Line count for "request": say how many lines of the data contain it, with no other text.

Saved entries:
---

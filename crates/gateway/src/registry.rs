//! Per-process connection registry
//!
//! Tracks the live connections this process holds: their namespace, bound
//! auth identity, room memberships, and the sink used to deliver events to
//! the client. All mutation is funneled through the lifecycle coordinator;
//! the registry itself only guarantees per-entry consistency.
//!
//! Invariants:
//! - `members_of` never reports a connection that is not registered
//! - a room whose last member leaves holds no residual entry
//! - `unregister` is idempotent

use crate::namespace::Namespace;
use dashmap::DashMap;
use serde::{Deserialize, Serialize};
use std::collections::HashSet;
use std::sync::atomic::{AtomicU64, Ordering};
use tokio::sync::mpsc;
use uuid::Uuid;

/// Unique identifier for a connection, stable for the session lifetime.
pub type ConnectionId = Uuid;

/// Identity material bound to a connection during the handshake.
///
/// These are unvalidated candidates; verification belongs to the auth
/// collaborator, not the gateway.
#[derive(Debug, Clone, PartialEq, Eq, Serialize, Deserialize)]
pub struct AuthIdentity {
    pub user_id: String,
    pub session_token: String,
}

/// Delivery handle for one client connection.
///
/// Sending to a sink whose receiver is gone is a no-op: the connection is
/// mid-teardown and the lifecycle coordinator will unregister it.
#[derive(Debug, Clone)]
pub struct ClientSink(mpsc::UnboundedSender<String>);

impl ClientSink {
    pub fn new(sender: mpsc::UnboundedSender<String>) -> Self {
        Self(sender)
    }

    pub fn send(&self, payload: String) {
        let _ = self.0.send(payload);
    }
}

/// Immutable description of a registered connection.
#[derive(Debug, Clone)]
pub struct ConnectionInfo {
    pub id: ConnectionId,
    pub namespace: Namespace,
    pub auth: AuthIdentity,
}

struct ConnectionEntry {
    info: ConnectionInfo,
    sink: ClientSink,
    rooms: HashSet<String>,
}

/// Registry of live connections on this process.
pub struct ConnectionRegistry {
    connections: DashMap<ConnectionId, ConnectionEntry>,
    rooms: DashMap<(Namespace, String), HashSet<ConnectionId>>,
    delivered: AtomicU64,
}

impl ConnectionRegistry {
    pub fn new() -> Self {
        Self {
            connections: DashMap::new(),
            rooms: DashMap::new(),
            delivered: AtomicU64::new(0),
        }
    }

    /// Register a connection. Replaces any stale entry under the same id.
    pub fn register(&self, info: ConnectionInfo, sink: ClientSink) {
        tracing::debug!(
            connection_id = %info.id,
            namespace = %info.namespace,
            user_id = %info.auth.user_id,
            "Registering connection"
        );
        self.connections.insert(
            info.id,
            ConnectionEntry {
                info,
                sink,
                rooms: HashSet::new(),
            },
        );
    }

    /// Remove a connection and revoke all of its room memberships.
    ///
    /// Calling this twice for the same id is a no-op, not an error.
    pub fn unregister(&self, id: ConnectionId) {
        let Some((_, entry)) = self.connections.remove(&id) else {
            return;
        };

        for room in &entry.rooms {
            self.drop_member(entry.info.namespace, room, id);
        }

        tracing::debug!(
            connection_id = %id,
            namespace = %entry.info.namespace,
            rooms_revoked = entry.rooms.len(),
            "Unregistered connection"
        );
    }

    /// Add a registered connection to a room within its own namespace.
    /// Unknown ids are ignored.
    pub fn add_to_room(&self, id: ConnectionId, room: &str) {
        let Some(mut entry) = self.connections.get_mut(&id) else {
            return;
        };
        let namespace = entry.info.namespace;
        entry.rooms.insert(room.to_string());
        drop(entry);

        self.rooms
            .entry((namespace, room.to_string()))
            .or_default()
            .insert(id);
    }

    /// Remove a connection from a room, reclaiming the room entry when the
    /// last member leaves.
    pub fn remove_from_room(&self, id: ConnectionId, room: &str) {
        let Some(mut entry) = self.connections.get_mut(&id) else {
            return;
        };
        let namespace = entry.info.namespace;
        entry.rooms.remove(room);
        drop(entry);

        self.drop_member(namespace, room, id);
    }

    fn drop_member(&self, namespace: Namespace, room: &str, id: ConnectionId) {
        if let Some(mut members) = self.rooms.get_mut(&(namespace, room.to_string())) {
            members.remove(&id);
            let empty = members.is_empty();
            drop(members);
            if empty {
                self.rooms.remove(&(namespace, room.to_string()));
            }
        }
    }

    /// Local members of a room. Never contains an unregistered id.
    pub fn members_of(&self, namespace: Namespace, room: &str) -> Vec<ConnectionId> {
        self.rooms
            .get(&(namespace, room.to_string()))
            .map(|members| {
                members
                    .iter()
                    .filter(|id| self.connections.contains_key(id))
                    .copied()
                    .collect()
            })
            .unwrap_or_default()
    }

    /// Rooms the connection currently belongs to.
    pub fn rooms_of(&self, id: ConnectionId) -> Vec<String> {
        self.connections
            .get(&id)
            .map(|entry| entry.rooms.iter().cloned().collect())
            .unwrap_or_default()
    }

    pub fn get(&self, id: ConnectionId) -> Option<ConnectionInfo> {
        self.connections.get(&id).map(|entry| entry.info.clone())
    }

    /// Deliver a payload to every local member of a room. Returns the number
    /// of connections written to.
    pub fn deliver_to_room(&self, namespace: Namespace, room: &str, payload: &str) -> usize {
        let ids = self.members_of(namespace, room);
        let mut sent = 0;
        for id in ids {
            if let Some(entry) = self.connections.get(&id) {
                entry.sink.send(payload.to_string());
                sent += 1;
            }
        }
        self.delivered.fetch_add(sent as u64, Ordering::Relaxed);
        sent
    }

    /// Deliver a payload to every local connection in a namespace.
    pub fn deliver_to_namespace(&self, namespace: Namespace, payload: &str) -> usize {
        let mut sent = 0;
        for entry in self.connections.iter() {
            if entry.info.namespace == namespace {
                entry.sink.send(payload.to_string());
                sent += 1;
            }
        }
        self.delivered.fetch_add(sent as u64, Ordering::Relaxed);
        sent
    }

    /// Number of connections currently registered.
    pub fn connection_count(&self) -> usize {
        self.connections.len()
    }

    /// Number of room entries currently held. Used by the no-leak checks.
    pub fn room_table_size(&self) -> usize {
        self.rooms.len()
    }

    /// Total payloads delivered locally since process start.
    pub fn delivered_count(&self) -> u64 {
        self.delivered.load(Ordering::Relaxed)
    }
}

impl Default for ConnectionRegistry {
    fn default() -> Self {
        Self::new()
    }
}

---

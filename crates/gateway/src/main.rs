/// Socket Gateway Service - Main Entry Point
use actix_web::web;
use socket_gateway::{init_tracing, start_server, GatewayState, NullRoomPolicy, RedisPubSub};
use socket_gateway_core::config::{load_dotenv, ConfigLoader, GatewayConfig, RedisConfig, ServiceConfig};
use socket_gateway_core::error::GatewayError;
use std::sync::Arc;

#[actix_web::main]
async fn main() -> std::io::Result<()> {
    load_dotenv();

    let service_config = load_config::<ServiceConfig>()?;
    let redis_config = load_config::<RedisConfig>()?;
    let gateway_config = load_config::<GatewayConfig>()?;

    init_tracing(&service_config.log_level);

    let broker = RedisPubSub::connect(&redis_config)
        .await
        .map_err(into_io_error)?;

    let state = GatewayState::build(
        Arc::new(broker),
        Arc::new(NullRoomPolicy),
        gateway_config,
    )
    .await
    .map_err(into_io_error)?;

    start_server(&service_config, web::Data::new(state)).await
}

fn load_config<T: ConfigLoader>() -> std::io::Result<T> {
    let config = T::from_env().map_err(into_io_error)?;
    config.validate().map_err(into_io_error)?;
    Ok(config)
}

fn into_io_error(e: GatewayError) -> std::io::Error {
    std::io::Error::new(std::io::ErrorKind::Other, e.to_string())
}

---

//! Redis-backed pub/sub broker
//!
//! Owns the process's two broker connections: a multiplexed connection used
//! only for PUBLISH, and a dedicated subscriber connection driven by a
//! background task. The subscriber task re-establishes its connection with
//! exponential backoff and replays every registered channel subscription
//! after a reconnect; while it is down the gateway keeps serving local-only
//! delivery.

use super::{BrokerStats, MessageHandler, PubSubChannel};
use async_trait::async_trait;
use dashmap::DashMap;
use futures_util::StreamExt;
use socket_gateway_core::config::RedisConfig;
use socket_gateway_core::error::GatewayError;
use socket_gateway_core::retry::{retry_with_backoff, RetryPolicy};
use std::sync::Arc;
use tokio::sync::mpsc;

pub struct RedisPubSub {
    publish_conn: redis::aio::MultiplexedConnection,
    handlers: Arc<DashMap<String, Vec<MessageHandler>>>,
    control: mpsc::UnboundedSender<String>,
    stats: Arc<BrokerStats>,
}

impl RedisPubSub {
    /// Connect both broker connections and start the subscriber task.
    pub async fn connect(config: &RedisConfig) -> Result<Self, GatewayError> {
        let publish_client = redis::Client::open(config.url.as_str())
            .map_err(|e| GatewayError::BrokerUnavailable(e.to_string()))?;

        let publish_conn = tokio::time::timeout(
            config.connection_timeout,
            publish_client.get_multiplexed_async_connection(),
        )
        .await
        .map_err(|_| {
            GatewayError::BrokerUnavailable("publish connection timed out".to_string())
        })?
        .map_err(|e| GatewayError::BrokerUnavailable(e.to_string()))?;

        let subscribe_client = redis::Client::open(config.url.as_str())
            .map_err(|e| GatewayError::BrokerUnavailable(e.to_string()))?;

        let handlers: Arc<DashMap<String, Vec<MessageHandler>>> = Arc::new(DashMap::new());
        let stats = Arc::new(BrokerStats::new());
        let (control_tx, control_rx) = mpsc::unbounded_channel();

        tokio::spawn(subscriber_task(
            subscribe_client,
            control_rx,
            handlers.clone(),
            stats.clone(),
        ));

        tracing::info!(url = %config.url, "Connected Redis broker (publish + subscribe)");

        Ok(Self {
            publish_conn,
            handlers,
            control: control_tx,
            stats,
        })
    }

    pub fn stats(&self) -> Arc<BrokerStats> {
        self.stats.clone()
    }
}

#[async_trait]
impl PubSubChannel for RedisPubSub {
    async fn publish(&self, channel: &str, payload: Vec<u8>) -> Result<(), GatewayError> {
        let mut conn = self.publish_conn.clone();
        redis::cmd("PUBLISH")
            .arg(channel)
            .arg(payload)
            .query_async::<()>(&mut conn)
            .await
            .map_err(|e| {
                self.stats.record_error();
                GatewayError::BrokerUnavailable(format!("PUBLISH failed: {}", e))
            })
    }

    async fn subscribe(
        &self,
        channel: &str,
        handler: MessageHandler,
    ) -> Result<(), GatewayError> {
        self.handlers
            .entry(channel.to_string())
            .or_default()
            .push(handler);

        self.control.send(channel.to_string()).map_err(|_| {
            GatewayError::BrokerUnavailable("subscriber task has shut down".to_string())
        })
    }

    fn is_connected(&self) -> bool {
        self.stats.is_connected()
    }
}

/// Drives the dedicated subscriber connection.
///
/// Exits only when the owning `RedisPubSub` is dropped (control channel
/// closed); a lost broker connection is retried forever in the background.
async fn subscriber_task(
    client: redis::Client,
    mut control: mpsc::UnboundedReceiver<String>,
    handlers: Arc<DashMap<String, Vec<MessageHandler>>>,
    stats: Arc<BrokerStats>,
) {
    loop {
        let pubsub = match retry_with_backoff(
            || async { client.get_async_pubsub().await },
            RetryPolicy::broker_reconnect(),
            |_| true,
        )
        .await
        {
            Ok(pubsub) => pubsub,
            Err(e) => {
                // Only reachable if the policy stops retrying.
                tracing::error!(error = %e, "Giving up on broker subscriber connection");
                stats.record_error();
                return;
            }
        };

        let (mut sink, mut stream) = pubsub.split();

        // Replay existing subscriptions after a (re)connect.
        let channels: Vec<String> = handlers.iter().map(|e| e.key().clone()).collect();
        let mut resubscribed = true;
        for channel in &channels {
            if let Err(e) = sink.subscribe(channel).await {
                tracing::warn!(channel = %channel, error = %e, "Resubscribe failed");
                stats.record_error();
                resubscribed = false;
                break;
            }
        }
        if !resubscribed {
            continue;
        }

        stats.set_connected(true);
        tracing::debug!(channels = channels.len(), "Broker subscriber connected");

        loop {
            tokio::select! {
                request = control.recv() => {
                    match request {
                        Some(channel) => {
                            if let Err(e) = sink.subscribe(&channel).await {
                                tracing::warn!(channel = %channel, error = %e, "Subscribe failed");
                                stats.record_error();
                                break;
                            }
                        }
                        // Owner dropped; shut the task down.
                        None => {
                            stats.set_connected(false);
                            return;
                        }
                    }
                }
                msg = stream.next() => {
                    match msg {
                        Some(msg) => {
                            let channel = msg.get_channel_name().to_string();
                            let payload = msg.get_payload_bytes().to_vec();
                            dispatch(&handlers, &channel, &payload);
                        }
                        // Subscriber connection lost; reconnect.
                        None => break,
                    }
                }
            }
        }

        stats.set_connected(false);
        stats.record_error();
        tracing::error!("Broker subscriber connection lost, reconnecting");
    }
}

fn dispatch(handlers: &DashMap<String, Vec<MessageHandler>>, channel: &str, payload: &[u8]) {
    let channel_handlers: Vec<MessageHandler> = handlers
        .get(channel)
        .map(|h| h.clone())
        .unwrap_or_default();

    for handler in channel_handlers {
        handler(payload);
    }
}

---

--- EXERCISE ANSWER ---
2